## What you are asked to do
Scan the records below for lines with the word "content", then state how many you find and nothing else.

## Records

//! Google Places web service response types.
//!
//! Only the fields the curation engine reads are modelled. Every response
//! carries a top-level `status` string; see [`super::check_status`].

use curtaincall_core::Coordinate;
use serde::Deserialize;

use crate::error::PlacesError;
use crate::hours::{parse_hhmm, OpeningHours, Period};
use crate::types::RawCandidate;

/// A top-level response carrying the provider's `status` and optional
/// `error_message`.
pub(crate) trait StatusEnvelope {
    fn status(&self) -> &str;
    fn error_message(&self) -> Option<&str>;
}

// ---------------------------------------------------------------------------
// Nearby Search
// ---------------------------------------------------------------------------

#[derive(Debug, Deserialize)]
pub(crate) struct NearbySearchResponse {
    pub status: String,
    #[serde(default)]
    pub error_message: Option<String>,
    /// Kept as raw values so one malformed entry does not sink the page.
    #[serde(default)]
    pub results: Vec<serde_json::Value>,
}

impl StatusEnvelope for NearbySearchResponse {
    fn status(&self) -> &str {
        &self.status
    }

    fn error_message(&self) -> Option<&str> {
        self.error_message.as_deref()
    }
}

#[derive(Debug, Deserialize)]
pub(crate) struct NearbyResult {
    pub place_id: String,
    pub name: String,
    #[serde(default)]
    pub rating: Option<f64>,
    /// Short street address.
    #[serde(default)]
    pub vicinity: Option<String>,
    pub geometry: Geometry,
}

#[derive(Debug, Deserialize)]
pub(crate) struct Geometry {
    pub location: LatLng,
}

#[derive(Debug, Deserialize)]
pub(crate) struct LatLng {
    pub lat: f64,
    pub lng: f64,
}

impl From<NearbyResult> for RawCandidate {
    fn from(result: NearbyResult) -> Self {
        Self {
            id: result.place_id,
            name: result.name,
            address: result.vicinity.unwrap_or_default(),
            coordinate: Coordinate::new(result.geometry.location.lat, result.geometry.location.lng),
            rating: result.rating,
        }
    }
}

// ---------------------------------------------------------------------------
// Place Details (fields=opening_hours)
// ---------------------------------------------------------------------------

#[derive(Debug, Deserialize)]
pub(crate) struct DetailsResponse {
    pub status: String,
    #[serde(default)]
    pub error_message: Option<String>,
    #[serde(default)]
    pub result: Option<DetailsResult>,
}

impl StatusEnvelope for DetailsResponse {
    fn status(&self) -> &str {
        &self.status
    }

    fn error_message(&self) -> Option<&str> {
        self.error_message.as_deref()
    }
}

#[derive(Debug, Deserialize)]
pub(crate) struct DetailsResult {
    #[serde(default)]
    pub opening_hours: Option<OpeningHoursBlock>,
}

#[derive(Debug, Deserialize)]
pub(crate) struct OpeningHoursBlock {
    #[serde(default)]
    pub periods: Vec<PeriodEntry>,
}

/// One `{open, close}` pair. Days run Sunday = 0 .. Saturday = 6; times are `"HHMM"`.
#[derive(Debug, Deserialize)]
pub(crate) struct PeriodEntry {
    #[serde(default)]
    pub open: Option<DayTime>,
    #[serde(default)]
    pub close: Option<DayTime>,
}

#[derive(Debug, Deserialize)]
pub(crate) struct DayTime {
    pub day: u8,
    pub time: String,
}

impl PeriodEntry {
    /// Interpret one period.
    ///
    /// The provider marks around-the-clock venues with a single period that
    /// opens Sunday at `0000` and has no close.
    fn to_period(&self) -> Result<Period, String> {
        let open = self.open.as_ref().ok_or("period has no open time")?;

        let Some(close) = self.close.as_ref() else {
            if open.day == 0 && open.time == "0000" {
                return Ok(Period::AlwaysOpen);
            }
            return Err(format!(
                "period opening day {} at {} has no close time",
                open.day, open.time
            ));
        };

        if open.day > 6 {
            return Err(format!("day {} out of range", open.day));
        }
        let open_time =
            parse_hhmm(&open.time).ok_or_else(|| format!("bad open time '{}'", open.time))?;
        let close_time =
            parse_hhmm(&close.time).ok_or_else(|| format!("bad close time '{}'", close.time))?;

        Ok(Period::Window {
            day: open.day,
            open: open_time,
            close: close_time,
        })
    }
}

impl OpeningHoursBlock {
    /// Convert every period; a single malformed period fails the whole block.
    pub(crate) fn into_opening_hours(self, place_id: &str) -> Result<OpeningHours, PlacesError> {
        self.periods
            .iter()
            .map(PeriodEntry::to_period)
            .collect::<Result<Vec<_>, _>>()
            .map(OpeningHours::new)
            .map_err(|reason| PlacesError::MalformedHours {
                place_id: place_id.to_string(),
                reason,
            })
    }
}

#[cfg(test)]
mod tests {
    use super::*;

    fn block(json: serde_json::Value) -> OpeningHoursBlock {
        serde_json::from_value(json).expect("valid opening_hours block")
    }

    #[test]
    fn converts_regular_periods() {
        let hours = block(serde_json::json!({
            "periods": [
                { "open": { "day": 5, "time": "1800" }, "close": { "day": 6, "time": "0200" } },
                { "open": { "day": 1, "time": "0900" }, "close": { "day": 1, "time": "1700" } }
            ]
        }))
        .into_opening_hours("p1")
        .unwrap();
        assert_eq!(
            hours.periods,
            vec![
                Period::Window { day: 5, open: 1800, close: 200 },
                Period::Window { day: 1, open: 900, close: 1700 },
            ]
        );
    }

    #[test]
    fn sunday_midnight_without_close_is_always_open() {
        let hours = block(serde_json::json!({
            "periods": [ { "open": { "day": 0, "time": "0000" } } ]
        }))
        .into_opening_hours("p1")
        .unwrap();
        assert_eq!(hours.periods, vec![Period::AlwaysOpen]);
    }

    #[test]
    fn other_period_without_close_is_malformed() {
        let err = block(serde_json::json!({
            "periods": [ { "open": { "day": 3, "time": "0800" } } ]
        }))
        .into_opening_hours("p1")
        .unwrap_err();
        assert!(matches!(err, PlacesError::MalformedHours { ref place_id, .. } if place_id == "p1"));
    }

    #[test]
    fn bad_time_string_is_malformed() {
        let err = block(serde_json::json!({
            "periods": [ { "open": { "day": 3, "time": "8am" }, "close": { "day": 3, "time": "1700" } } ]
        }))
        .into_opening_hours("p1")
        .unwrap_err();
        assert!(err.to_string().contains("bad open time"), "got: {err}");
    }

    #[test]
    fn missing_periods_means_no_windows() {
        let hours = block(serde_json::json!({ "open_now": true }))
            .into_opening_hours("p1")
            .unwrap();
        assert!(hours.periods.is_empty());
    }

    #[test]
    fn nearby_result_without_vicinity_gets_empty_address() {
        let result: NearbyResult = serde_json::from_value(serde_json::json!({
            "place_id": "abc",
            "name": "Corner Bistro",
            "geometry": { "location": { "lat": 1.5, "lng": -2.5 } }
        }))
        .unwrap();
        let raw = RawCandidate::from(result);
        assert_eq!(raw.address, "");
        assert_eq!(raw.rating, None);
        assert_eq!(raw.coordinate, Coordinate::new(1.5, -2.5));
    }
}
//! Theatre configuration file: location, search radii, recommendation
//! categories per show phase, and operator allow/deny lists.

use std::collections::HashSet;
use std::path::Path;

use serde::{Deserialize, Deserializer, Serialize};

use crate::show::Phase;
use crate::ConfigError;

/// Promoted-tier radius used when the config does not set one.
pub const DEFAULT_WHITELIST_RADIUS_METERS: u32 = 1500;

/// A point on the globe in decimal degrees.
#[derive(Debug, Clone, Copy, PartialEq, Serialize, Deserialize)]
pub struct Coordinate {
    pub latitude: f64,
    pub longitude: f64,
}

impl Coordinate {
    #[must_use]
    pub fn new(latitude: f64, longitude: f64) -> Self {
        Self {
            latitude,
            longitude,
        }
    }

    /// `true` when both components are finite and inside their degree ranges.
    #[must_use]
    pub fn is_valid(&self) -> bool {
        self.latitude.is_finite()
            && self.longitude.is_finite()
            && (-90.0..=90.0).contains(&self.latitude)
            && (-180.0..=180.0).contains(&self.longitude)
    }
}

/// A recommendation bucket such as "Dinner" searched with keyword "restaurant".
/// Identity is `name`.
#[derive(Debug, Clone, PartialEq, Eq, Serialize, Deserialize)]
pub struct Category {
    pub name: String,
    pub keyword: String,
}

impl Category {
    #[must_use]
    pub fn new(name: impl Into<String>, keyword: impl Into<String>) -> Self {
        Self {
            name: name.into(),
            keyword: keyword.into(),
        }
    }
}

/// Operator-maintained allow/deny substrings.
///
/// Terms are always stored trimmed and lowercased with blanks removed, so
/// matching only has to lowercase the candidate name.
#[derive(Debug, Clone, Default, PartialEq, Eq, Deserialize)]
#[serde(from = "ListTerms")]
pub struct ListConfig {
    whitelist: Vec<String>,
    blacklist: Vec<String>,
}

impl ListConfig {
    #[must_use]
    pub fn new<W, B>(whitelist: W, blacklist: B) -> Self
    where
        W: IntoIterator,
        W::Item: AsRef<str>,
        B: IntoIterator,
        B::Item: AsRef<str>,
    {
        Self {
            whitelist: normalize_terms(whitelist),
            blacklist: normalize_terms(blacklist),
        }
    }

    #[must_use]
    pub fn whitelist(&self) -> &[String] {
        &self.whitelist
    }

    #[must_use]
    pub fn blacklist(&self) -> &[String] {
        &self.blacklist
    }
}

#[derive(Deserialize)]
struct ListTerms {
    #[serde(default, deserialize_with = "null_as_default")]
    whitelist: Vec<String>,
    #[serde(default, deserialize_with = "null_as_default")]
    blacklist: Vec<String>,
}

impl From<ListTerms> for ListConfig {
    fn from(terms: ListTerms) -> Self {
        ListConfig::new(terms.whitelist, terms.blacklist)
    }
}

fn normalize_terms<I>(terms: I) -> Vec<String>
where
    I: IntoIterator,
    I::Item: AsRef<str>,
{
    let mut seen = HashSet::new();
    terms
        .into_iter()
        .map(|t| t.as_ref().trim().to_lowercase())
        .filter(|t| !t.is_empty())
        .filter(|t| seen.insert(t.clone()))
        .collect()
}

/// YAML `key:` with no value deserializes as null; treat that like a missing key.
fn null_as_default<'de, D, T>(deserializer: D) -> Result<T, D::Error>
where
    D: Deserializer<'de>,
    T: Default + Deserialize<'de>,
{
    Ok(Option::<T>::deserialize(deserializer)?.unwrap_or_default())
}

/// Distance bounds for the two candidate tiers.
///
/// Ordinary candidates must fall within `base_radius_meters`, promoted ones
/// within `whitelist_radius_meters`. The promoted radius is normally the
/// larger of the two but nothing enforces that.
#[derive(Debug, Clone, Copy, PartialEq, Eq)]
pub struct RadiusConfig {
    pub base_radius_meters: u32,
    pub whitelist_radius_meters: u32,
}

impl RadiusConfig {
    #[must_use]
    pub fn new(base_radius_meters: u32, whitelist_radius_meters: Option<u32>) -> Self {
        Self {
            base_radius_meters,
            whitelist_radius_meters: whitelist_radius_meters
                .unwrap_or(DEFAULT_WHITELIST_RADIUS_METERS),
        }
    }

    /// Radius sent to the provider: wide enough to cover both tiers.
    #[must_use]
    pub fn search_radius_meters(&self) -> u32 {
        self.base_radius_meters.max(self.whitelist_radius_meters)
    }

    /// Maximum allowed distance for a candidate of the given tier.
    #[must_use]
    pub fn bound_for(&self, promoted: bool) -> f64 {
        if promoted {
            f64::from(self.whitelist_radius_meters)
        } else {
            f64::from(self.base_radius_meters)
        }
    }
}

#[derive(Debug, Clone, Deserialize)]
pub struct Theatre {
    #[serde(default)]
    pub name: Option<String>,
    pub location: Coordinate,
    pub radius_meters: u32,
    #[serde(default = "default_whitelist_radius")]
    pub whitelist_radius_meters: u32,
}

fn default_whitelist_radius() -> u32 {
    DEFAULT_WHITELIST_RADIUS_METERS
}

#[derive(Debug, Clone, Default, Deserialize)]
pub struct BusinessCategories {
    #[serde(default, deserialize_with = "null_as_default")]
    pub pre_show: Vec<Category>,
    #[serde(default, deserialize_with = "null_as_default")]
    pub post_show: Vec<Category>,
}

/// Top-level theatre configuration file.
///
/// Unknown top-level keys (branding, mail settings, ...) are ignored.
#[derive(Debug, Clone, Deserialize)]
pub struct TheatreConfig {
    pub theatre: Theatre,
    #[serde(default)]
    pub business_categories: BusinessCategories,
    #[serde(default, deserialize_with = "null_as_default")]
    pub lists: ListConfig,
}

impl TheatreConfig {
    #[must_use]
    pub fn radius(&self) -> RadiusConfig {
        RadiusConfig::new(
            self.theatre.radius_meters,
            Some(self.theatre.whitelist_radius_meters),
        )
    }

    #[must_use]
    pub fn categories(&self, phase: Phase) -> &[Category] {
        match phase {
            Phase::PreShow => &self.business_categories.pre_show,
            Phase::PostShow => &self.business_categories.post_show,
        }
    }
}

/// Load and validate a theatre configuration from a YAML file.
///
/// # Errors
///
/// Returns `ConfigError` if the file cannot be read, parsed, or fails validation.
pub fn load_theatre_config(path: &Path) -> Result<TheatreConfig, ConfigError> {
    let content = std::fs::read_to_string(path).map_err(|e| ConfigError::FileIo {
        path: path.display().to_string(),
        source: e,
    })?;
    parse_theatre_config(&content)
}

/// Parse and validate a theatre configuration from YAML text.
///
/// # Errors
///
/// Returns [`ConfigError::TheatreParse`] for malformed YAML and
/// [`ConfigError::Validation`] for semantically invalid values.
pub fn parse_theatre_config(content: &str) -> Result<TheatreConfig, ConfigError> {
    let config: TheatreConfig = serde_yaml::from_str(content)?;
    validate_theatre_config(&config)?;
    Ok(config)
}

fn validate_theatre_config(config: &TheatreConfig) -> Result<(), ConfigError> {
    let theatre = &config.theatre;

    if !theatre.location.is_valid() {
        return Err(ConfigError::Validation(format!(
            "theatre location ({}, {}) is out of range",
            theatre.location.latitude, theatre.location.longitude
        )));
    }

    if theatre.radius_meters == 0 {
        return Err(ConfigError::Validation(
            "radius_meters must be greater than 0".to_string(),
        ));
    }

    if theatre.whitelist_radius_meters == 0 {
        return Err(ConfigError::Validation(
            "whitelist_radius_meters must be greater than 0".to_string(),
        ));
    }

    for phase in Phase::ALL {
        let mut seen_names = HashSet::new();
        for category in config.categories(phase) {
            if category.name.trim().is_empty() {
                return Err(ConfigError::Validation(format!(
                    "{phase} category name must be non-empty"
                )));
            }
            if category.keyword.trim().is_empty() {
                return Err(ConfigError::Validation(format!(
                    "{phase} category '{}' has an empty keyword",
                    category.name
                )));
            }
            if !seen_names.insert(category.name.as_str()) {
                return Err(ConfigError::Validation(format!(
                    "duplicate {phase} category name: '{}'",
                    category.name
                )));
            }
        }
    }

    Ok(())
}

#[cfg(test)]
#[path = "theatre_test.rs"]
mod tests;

## Reply to the exercise
4